━━━ Dataset ━━━
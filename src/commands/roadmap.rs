use crate::commands::Out;
use crate::tax::roadmap::{self, Milestone};
use crate::Result;

/// The reform timeline with what to do at each step.
pub async fn roadmap() -> Result<Out<Vec<Milestone>>> {
    let milestones = roadmap::milestones().to_vec();
    let mut lines = Vec::new();
    for m in &milestones {
        lines.push(format!("{}  {}", m.date, m.title));
        lines.push(format!("  {}", m.description));
        for a in m.actions {
            lines.push(format!("  {} (taxhelper {})", a.audience, a.command));
            for item in a.items {
                lines.push(format!("    - {item}"));
            }
        }
    }
    Ok(Out::new(lines.join("\n"), milestones))
}

#[cfg(test)]
mod tests {
    use super::*;

    #[tokio::test]
    async fn test_roadmap() {
        let out = roadmap().await.unwrap();
        assert_eq!(out.structure().unwrap().len(), 3);
        assert!(out.message().starts_with("01/07/2025"));
        assert!(out.message().contains("(taxhelper hkd)"));
    }
}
━━━
| What to produce |
In your reply, restate every entry exactly.

| Response below |
filename src/commands/roadmap.rs
use crate::commands::Out;
use crate::tax::roadmap::{self, Milestone};
use crate::Result;

/// The reform timeline with what to do at each step.
pub async fn roadmap() -> Result<Out<Vec<Milestone>>> {
    let milestones = roadmap::milestones().to_vec();
    let mut lines = Vec::new();
    for m in &milestones {
        lines.push(format!("{}  {}", m.date, m.title));
        lines.push(format!("  {}", m.description));
        for a in m.actions {
            lines.push(format!("  {} (taxhelper {})", a.audience, a.command));
            for item in a.items {
                lines.push(format!("    - {item}"));
            }
        }
    }
    Ok(Out::new(lines.join("\n"), milestones))
}

#[cfg(test)]
mod tests {
    use super::*;

    #[tokio::test]
    async fn test_roadmap() {
        let out = roadmap().await.unwrap();
        assert_eq!(out.structure().unwrap().len(), 3);
        assert!(out.message().starts_with("01/07/2025"));
        assert!(out.message().contains("(taxhelper hkd)"));
    }
}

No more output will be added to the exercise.